**What the task requires**. Look below for the line holding "and analysis endpoints" and the line holding "check_duration(artifact.duration_secs, &self.config)?;". Repeat those two and everything between, exactly.

**Information shown**.
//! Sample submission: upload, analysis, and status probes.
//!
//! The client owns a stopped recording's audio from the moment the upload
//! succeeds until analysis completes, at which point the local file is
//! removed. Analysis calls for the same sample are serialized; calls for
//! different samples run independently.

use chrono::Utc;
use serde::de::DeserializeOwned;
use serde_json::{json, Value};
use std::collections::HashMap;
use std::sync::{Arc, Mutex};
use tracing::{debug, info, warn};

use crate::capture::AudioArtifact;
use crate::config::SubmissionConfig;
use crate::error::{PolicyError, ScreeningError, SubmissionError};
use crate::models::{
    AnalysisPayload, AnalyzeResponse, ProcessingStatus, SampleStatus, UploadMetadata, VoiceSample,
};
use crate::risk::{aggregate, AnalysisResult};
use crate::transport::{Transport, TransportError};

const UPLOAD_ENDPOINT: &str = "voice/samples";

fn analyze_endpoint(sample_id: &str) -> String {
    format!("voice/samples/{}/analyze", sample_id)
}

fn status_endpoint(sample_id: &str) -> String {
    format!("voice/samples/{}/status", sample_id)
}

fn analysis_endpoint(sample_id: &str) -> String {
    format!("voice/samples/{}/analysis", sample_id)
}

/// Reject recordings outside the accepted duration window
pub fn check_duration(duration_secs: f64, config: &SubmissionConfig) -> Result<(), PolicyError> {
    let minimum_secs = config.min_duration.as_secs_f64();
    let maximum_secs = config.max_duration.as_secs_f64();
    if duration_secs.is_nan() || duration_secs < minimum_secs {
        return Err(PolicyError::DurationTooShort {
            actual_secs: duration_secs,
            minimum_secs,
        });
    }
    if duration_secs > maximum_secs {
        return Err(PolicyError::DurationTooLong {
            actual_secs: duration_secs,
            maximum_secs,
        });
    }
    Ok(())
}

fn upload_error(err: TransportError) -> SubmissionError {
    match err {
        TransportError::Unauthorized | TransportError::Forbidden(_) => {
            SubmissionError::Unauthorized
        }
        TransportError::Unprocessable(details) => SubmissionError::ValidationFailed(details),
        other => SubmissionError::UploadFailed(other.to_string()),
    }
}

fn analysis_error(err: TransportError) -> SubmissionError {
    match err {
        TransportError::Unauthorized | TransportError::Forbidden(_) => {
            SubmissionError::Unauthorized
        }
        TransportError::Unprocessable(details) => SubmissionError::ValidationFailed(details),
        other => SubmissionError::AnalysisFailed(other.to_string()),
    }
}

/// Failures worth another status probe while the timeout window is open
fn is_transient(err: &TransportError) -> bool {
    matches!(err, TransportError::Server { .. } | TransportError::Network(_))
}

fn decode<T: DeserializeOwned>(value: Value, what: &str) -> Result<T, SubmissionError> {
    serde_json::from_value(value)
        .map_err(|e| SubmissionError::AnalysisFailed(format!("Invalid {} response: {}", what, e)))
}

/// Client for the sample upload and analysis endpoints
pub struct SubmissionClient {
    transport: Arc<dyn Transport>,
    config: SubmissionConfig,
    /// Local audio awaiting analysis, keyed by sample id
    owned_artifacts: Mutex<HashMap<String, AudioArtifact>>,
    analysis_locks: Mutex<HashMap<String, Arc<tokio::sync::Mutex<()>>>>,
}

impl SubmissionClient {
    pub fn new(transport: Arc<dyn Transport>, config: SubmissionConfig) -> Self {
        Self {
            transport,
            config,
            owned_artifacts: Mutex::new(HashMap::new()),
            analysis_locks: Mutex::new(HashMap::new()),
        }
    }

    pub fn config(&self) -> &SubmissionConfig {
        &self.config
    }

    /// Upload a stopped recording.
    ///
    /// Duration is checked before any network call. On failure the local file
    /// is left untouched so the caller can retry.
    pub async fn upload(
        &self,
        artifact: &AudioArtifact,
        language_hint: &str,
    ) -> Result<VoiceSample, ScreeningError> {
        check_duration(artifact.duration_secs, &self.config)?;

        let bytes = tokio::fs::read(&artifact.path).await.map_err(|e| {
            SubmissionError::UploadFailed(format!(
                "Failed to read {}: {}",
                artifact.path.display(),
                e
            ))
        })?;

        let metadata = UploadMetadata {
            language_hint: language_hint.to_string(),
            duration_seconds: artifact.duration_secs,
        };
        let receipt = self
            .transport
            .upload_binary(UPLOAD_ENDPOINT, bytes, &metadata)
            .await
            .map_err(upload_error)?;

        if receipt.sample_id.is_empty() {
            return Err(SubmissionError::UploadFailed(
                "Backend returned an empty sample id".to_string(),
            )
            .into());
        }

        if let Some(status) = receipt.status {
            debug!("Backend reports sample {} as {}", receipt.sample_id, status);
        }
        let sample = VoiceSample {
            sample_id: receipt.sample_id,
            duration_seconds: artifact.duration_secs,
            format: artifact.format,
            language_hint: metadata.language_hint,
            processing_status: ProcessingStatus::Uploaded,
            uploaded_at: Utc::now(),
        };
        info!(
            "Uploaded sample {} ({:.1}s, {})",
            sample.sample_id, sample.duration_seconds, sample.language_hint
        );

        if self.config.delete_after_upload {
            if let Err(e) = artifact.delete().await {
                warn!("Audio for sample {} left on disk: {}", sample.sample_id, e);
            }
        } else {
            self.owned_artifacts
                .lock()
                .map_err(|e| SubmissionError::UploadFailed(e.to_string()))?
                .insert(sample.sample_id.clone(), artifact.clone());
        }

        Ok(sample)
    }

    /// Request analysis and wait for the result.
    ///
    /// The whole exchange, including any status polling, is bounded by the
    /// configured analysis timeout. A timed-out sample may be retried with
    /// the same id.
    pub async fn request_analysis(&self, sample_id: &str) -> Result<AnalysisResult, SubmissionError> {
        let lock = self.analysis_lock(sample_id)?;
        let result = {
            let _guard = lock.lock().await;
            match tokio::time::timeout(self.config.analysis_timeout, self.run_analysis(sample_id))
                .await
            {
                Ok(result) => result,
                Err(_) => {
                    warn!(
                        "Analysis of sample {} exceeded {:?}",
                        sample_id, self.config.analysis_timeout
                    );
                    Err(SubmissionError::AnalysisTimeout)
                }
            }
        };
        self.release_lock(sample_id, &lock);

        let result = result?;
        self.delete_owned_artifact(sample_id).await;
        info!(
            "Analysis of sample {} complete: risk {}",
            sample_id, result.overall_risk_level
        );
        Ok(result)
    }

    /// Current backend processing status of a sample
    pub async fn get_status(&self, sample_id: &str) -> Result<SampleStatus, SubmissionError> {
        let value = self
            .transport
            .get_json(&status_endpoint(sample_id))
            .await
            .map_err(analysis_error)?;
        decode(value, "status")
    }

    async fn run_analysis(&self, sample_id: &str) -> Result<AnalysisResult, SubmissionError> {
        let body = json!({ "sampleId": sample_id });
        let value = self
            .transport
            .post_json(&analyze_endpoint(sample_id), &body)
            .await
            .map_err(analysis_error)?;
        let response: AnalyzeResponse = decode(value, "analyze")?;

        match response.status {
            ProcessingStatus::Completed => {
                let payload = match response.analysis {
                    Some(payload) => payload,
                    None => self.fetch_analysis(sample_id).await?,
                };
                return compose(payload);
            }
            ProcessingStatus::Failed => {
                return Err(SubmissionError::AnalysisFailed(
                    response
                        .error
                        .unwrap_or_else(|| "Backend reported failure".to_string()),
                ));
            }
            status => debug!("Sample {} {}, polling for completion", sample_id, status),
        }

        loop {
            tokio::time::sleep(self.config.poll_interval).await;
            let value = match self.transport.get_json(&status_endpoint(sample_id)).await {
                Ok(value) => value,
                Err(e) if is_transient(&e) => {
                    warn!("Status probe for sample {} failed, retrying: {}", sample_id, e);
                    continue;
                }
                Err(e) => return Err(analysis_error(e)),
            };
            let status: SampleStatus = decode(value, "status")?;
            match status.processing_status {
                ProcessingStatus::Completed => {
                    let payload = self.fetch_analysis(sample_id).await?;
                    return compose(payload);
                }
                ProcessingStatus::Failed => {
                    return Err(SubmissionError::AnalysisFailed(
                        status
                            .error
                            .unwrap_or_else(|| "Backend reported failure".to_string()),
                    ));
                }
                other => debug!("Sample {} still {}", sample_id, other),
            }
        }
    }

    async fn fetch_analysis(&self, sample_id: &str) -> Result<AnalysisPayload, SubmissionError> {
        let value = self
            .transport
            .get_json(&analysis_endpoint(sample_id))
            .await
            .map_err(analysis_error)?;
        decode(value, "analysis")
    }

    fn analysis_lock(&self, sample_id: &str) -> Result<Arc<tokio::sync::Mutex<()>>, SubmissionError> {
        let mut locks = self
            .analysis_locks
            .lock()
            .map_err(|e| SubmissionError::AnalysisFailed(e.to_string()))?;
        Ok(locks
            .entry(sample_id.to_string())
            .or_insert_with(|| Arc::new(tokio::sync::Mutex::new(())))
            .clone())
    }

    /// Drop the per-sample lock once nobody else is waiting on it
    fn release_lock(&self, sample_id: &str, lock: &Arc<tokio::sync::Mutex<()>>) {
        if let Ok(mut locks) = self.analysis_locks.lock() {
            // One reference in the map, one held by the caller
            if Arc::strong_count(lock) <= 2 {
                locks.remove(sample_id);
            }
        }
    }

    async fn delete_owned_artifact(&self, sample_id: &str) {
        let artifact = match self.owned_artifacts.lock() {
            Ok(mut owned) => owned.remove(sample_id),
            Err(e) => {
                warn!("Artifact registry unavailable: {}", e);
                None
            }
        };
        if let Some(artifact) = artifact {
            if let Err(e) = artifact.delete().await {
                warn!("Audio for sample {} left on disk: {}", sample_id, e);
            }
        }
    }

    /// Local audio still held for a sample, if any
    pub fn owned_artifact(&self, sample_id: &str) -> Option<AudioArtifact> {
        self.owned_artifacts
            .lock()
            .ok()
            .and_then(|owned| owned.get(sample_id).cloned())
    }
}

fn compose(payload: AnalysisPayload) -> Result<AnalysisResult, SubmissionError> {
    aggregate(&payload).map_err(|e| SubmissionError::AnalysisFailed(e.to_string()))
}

**Written answer**.
/// Client for the sample upload and analysis endpoints
pub struct SubmissionClient {
    transport: Arc<dyn Transport>,
    config: SubmissionConfig,
    /// Local audio awaiting analysis, keyed by sample id
    owned_artifacts: Mutex<HashMap<String, AudioArtifact>>,
    analysis_locks: Mutex<HashMap<String, Arc<tokio::sync::Mutex<()>>>>,
}

impl SubmissionClient {
    pub fn new(transport: Arc<dyn Transport>, config: SubmissionConfig) -> Self {
        Self {
            transport,
            config,
            owned_artifacts: Mutex::new(HashMap::new()),
            analysis_locks: Mutex::new(HashMap::new()),
        }
    }

    pub fn config(&self) -> &SubmissionConfig {
        &self.config
    }

    /// Upload a stopped recording.
    ///
    /// Duration is checked before any network call. On failure the local file
    /// is left untouched so the caller can retry.
    pub async fn upload(
        &self,
        artifact: &AudioArtifact,
        language_hint: &str,
    ) -> Result<VoiceSample, ScreeningError> {
        check_duration(artifact.duration_secs, &self.config)?;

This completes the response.